Alla COP30 la scienza non resta a margine: il Centro Euro-Mediterraneo sui Cambiamenti Climatici (CMCC)arriva in Brasile con un presidio tecnico che attraversa i nodi più caldi dei negoziati – foreste, riduzione delle emissioni, adattamento e perdite e danni, salute e resilienza delle coste – con l’obiettivo di mettere l’evidenza scientifica al servizio delle decisioni politiche.
Foreste oltre il “serbatoio di carbonio”: salute degli ecosistemi e TFFF
Le foreste tornano al centro, ma con una visione più ampia: non solo riserve di carbonio, ma sistemi viventi essenziali per la biodiversità, la fertilità dei suoli e la regolazione idrica.
Per Riccardo Valentini (autore IPCC, ecologo forestale e tra i fondatori del CMCC), «fermare la deforestazione non basta: serve un nuovo paradigma di gestione sostenibile di foreste, agricoltura e uso del suolo».
Nel dibattito entra il Tropical Forests Forever Facility (TFFF), fondo internazionale che punta a remunerare i Paesi tropicali che mantengono o aumentano la copertura forestale, collegando la tutela degli ecosistemi a ritorni economici concreti tramite i mercati del carbonio e gli investimenti sostenibili.
Valentini: «Foreste sane non solo immagazzinano più CO₂, ma sostengono la vita.

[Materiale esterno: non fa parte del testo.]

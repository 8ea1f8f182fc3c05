//! Arena-specific error types.

use std::error::Error;
use std::fmt;

/// Errors that can occur during arena operations.
#[derive(Clone, Copy, Debug, PartialEq, Eq)]
pub enum ArenaError {
    /// The region cannot satisfy the request; arenas do not grow.
    CapacityExceeded {
        /// Number of bytes requested.
        requested: usize,
        /// Number of bytes remaining in the region.
        remaining: usize,
    },
}

impl fmt::Display for ArenaError {
    fn fmt(&self, f: &mut fmt::Formatter<'_>) -> fmt::Result {
        match self {
            Self::CapacityExceeded {
                requested,
                remaining,
            } => {
                write!(
                    f,
                    "arena capacity exceeded: requested {requested} bytes, {remaining} remaining"
                )
            }
        }
    }
}

impl Error for ArenaError {}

Oggi la biosfera terrestre riassorbe circa il 30% delle emissioni globali: con cattiva gestione può scendere al 10%, con pratiche intelligenti può salire fino al 50%. Il monitoraggio costante è cruciale».
La finanza climatica che premia chi protegge
Sul TFFF interviene anche Carlo Carraro (economista, co-fondatore CMCC, già vicepresidente IPCC WGIII):
«È una svolta guidata dal Sud globale: per la prima volta i Paesi tropicali propongono un modello di finanza climatica che ribalta la logica economica che ha reso conveniente abbattere gli alberi».

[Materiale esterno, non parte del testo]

//! The string-keyed fixed-capacity map.

use keel_core::{AllocError, Allocator, MapKey};

use crate::error::MapError;
use crate::map::MapEntry;

/// A fixed-capacity, linear-probing table keyed by strings.
///
/// The table owns its keys: [`put`](FixedStringMap::put) duplicates
/// the borrowed key into an owned `String`, and
/// [`remove`](FixedStringMap::remove) releases that copy when the
/// entry goes. Callers never hand over ownership and never get a
/// dangling key.
///
/// Hashing is the sum of the key's UTF-8 bytes modulo capacity.
/// Probe-chain semantics are identical to
/// [`FixedMap`](crate::FixedMap): duplicate `put`s insert second
/// entries, and lookups scan a full probe cycle so removal holes
/// cannot hide keys.
pub struct FixedStringMap<V> {
    slots: Vec<Option<MapEntry<String, V>>>,
    len: usize,
}

impl<V> FixedStringMap<V> {
    /// Create a heap-backed table with the given capacity.
    ///
    /// # Panics
    ///
    /// Panics if `capacity` is zero.
    pub fn with_capacity(capacity: usize) -> Self {
        assert!(capacity > 0, "map capacity must be non-zero");
        let mut slots = Vec::with_capacity(capacity);
        slots.resize_with(capacity, || None);
        Self { slots, len: 0 }
    }

    /// Create a table with storage from `allocator`.
    ///
    /// # Panics
    ///
    /// Panics if `capacity` is zero.
    pub fn with_capacity_in<A: Allocator>(
        capacity: usize,
        allocator: &A,
    ) -> Result<Self, AllocError> {
        assert!(capacity > 0, "map capacity must be non-zero");
        let mut slots = allocator.allocate(capacity)?;
        slots.resize_with(capacity, || None);
        Ok(Self { slots, len: 0 })
    }

    /// Insert an entry under an owned copy of `key`.
    ///
    /// A key that is already present is inserted again, not updated.
    pub fn put(&mut self, key: &str, value: V) -> Result<(), MapError> {
        if self.len == self.slots.len() {
            return Err(MapError::Full {
                capacity: self.slots.len(),
            });
        }
        let mut index = self.home_slot(key);
        loop {
            if self.slots[index].is_none() {
                self.slots[index] = Some(MapEntry {
                    key: key.to_owned(),
                    value,
                });
                self.len += 1;
                return Ok(());
            }
            index = (index + 1) % self.slots.len();
        }
    }

    /// Insert a key with a default value: set-like use of the table.
    pub fn slot_in(&mut self, key: &str) -> Result<(), MapError>
    where
        V: Default,
    {
        self.put(key, V::default())
    }

    /// Look up the value for `key`.
    ///
    /// Scans at most `capacity` slots from the home slot; unoccupied
    /// slots on the way are skipped, not treated as end-of-chain.
    pub fn get(&self, key: &str) -> Option<&V> {
        let mut index = self.home_slot(key);
        for _ in 0..self.slots.len() {
            if let Some(entry) = &self.slots[index] {
                if entry.key == key {
                    return Some(&entry.value);
                }
            }
            index = (index + 1) % self.slots.len();
        }
        None
    }

    /// Mutable variant of [`get`](FixedStringMap::get).
    pub fn get_mut(&mut self, key: &str) -> Option<&mut V> {
        let mut index = self.home_slot(key);
        for _ in 0..self.slots.len() {
            if let Some(entry) = &self.slots[index] {
                if entry.key == key {
                    break;
                }
            }
            index = (index + 1) % self.slots.len();
        }
        match &mut self.slots[index] {
            Some(entry) if entry.key == key => Some(&mut entry.value),
            _ => None,
        }
    }

    /// Remove the first entry matching `key` in probe order, dropping
    /// the table's owned copy of the key and returning the value.
    /// `None` if the key is absent.
    pub fn remove(&mut self, key: &str) -> Option<V> {
        let mut index = self.home_slot(key);
        for _ in 0..self.slots.len() {
            let matches = self.slots[index]
                .as_ref()
                .is_some_and(|entry| entry.key == key);
            if matches {
                let entry = self.slots[index].take();
                self.len -= 1;
                return entry.map(|e| e.value);
            }
            index = (index + 1) % self.slots.len();
        }
        None
    }

    /// Whether at least one entry holds `key`.
    pub fn contains_key(&self, key: &str) -> bool {
        self.get(key).is_some()
    }

    /// Iterate over live entries in table order.
    pub fn iter(&self) -> impl Iterator<Item = (&str, &V)> {
        self.slots
            .iter()
            .filter_map(|slot| slot.as_ref().map(|entry| (entry.key.as_str(), &entry.value)))
    }

    /// Number of live entries.
    pub fn len(&self) -> usize {
        self.len
    }

    /// The table's fixed capacity.
    pub fn capacity(&self) -> usize {
        self.slots.len()
    }

    /// Whether the table holds no entries.
    pub fn is_empty(&self) -> bool {
        self.len == 0
    }

    /// Whether every slot is claimed.
    pub fn is_full(&self) -> bool {
        self.len == self.slots.len()
    }

    fn home_slot(&self, key: &str) -> usize {
        key.checksum() as usize % self.slots.len()
    }
}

Il fondo, del valore potenziale di 125 miliardi di dollari, combina risorse pubbliche e private e distribuisce pagamenti annuali ai Paesi che riducono misurabilmente la deforestazione.
Il ruolo della Banca Mondiale sarà decisivo nel garantire trasparenza e fiducia agli investitori.
Carraro sottolinea però la necessità di indicatori più ampi, che includano qualità degli ecosistemi, diritti delle popolazioni indigene e coerenza delle politiche settoriali, oltre alla sola copertura forestale.
Un elemento innovativo è la destinazione di almeno il 20% dei fondi direttamente alle comunità locali, riconoscendo il loro ruolo nella gestione sostenibile delle foreste.
Scienza, dati e tecnologie: misurare per decidere
Per evitare il rischio di greenwashing, la misurazione dell’assorbimento del carbonio deve essere rigorosa e verificabile.
Il CMCC sviluppa sistemi avanzati di modellazione e osservazione che integrano dati satellitari, intelligenza artificiale e misurazioni dirette, fornendo ai governi e alle istituzioni strumenti affidabili per pianificare politiche basate su dati reali.
«Siamo nell’era dell’osservazione digitale e della modellizzazione predittiva», spiega Valentini. «Queste tecnologie possono dare ai decisori la fiducia necessaria per costruire politiche climatiche fondate su evidenze, non su promesse».
Agricoltura rigenerativa: alternativa alla deforestazione
Alla radice della deforestazione tropicale c’è spesso un’agricoltura insostenibile, che consuma suoli e biodiversità.
Valentini propone pratiche rigenerative e tecnologie avanzate – come l’idroponica o i sistemi di monitoraggio digitale – per produrre cibo senza nuovi disboscamenti.
L’Europa offre un precedente con il Regolamento sul Carbon Farming (2024), che riconosce il ruolo agricolo nel sequestro del carbonio e apre nuove opportunità economiche per agricoltori e proprietari forestali.
«I Paesi in via di sviluppo non devono ereditare modelli produttivi obsoleti, ma accedere a tecnologie moderne che rendano l’agricoltura sostenibile e compatibile con la tutela delle foreste», aggiunge Valentini.
Dal dato alla decisione: il ruolo del CMCC alla COP30
La partecipazione del CMCC alla COP30 riflette un principio semplice ma decisivo: la scienza deve guidare le politiche.
Dalle foreste alla salute, dall’adattamento alla finanza climatica, la ricerca italiana si afferma come strumento di cooperazione internazionale e come ponte tra conoscenza e azione.
«Il futuro delle politiche climatiche dipende dalla qualità dei dati e dalla capacità di tradurli in decisioni», commentano dal CMCC. «A Belém portiamo questo messaggio: senza scienza non c’è fiducia, e senza fiducia non c’è azione».